- Location of Richland Township in Benton County
- Coordinates: 40°41′18″N 87°22′37″W﻿ / ﻿40.68833°N 87.37694°W
- Country: United States
- State: Indiana
- County: Benton
- Organized: December 1868

Government
- • Type: Indiana township

Area
- • Total: 35.92 sq mi (93.0 km^{2})
- • Land: 35.89 sq mi (93.0 km^{2})
- • Water: 0.03 sq mi (0.078 km^{2})
- Elevation: 781 ft (238 m)

Population (2020)
- • Total: 562
- • Density: 15.7/sq mi (6.05/km^{2})
- Time zone: UTC-5 (EST)
- • Summer (DST): UTC-4 (EDT)
- FIPS code: 18-63990
- GNIS feature ID: 453789

= Richland Township, Benton County, Indiana =

Richland Township is one of eleven townships in Benton County, Indiana. As of the 2020 census, its population was 562 and it contained 258 housing units.
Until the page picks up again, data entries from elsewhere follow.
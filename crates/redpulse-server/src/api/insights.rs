//! Read-side endpoints: stats, negative posts, keyword rollups, logs,
//! daily report, and retention cleanup.

use axum::{
    extract::{Query, State},
    response::IntoResponse,
    Extension, Json,
};
use chrono::{DateTime, Utc};
use serde::{Deserialize, Serialize};

use redpulse_core::Post;
use redpulse_db::{KeywordStatsRow, LogRow, PostRow};

use super::{map_db_error, normalize_limit, ApiError, ApiResponse, AppState, ResponseMeta};
use crate::middleware::RequestId;

const DEFAULT_RETENTION_DAYS: i64 = 90;

#[derive(Debug, Deserialize)]
pub(super) struct LimitQuery {
    limit: Option<i64>,
}

#[derive(Debug, Serialize)]
pub(super) struct StatsData {
    total_posts: i64,
    avg_sentiment: Option<f64>,
    positive_count: i64,
    neutral_count: i64,
    negative_count: i64,
    recent_posts: Vec<Post>,
}

pub(super) async fn get_stats(
    State(state): State<AppState>,
    Extension(req_id): Extension<RequestId>,
    Query(query): Query<LimitQuery>,
) -> Result<impl IntoResponse, ApiError> {
    let stats = redpulse_db::post_stats(&state.pool)
        .await
        .map_err(|e| map_db_error(req_id.0.clone(), &e))?;
    let recent = redpulse_db::recent_posts(&state.pool, normalize_limit(query.limit))
        .await
        .map_err(|e| map_db_error(req_id.0.clone(), &e))?;

    Ok(Json(ApiResponse {
        data: StatsData {
            total_posts: stats.total_posts,
            avg_sentiment: stats.avg_sentiment,
            positive_count: stats.positive_count,
            neutral_count: stats.neutral_count,
            negative_count: stats.negative_count,
            recent_posts: recent.into_iter().map(PostRow::into_post).collect(),
        },
        meta: ResponseMeta::new(req_id.0),
    }))
}

pub(super) async fn list_negative_posts(
    State(state): State<AppState>,
    Extension(req_id): Extension<RequestId>,
    Query(query): Query<LimitQuery>,
) -> Result<impl IntoResponse, ApiError> {
    let rows = redpulse_db::negative_posts(&state.pool, normalize_limit(query.limit))
        .await
        .map_err(|e| map_db_error(req_id.0.clone(), &e))?;
    let posts: Vec<Post> = rows.into_iter().map(PostRow::into_post).collect();
    Ok(Json(ApiResponse {
        data: posts,
        meta: ResponseMeta::new(req_id.0),
    }))
}

#[derive(Debug, Serialize)]
pub(super) struct KeywordStatsItem {
    keyword: String,
    total_posts: i64,
    avg_sentiment: Option<f64>,
    positive_count: i64,
    negative_count: i64,
}

impl From<KeywordStatsRow> for KeywordStatsItem {
    fn from(row: KeywordStatsRow) -> Self {
        KeywordStatsItem {
            keyword: row.keyword,
            total_posts: row.total_posts,
            avg_sentiment: row.avg_sentiment,
            positive_count: row.positive_count,
            negative_count: row.negative_count,
        }
    }
}

pub(super) async fn list_keyword_stats(
    State(state): State<AppState>,
    Extension(req_id): Extension<RequestId>,
) -> Result<impl IntoResponse, ApiError> {
    let rows = redpulse_db::keyword_stats(&state.pool)
        .await
        .map_err(|e| map_db_error(req_id.0.clone(), &e))?;
    let items: Vec<KeywordStatsItem> = rows.into_iter().map(Into::into).collect();
    Ok(Json(ApiResponse {
        data: items,
        meta: ResponseMeta::new(req_id.0),
    }))
}

#[derive(Debug, Serialize)]
pub(super) struct LogItem {
    id: i64,
    level: String,
    message: String,
    detail: Option<serde_json::Value>,
    created_at: DateTime<Utc>,
}

impl From<LogRow> for LogItem {
    fn from(row: LogRow) -> Self {
        LogItem {
            id: row.id,
            level: row.level,
            message: row.message,
            detail: row.detail,
            created_at: row.created_at,
        }
    }
}

pub(super) async fn list_logs(
    State(state): State<AppState>,
    Extension(req_id): Extension<RequestId>,
    Query(query): Query<LimitQuery>,
) -> Result<impl IntoResponse, ApiError> {
    let rows = redpulse_db::recent_logs(&state.pool, normalize_limit(query.limit))
        .await
        .map_err(|e| map_db_error(req_id.0.clone(), &e))?;
    let items: Vec<LogItem> = rows.into_iter().map(Into::into).collect();
    Ok(Json(ApiResponse {
        data: items,
        meta: ResponseMeta::new(req_id.0),
    }))
}

pub(super) async fn get_daily_report(
    State(state): State<AppState>,
    Extension(req_id): Extension<RequestId>,
) -> Result<impl IntoResponse, ApiError> {
    let report = redpulse_db::latest_report(&state.pool)
        .await
        .map_err(|e| map_db_error(req_id.0.clone(), &e))?;
    match report {
        Some(report) => Ok(Json(ApiResponse {
            data: report,
            meta: ResponseMeta::new(req_id.0),
        })),
        None => Err(ApiError::new(
            req_id.0,
            "not_found",
            "no daily report has been generated yet",
        )),
    }
}

#[derive(Debug, Deserialize)]
pub(super) struct CleanupQuery {
    retention_days: Option<i64>,
}

#[derive(Debug, Serialize)]
pub(super) struct CleanupData {
    retention_days: i64,
    posts_deleted: u64,
    reports_deleted: u64,
    logs_deleted: u64,
}

pub(super) async fn run_cleanup(
    State(state): State<AppState>,
    Extension(req_id): Extension<RequestId>,
    Query(query): Query<CleanupQuery>,
) -> Result<impl IntoResponse, ApiError> {
    let retention_days = query.retention_days.unwrap_or(DEFAULT_RETENTION_DAYS);
    if retention_days < 1 {
        return Err(ApiError::new(
            req_id.0,
            "validation_error",
            format!("retention_days must be positive, got {retention_days}"),
        ));
    }

    let outcome = redpulse_db::cleanup_old_data(&state.pool, retention_days)
        .await
        .map_err(|e| map_db_error(req_id.0.clone(), &e))?;
    Ok(Json(ApiResponse {
        data: CleanupData {
            retention_days,
            posts_deleted: outcome.posts_deleted,
            reports_deleted: outcome.reports_deleted,
            logs_deleted: outcome.logs_deleted,
        },
        meta: ResponseMeta::new(req_id.0),
    }))
}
Its name is a "reference to the rich land within its borders."

Historical population
| Census | Pop. | Note | %± |
| 1890 | 1,124 |  | — |
| 1900 | 1,184 |  | 5.3% |
| 1910 | 1,184 |  | 0.0% |
| 1920 | 952 |  | −19.6% |
| 1930 | 1,031 |  | 8.3% |
| 1940 | 961 |  | −6.8% |
| 1950 | 954 |  | −0.7% |
| 1960 | 1,016 |  | 6.5% |
| 1970 | 867 |  | −14.7% |
| 1980 | 767 |  | −11.5% |
| 1990 | 679 |  | −11.5% |
| 2000 | 709 |  | 4.4% |
| 2010 | 542 |  | −23.6% |
| 2020 | 562 |  | 3.7% |
Source: US Decennial Census

==Geography==
According to the 2020 census, the township has a total area of 35.92 sqmi, of which 35.89 sqmi (or 99.92%) is land and 0.03 sqmi (or 0.08%) is water.

===Cities and towns===
- Earl Park

===Adjacent townships===
- Center (southeast)
- Parish Grove (southwest)
- Union (east)
- York (west)
- Grant Township, Newton County (northeast)
- Jefferson Township, Newton County (northwest)

===Major highways===
- U.S. Route 41
- U.S. Route 52

===Cemeteries===
The township contains three cemeteries: Dehner, Earl Park and Saint John.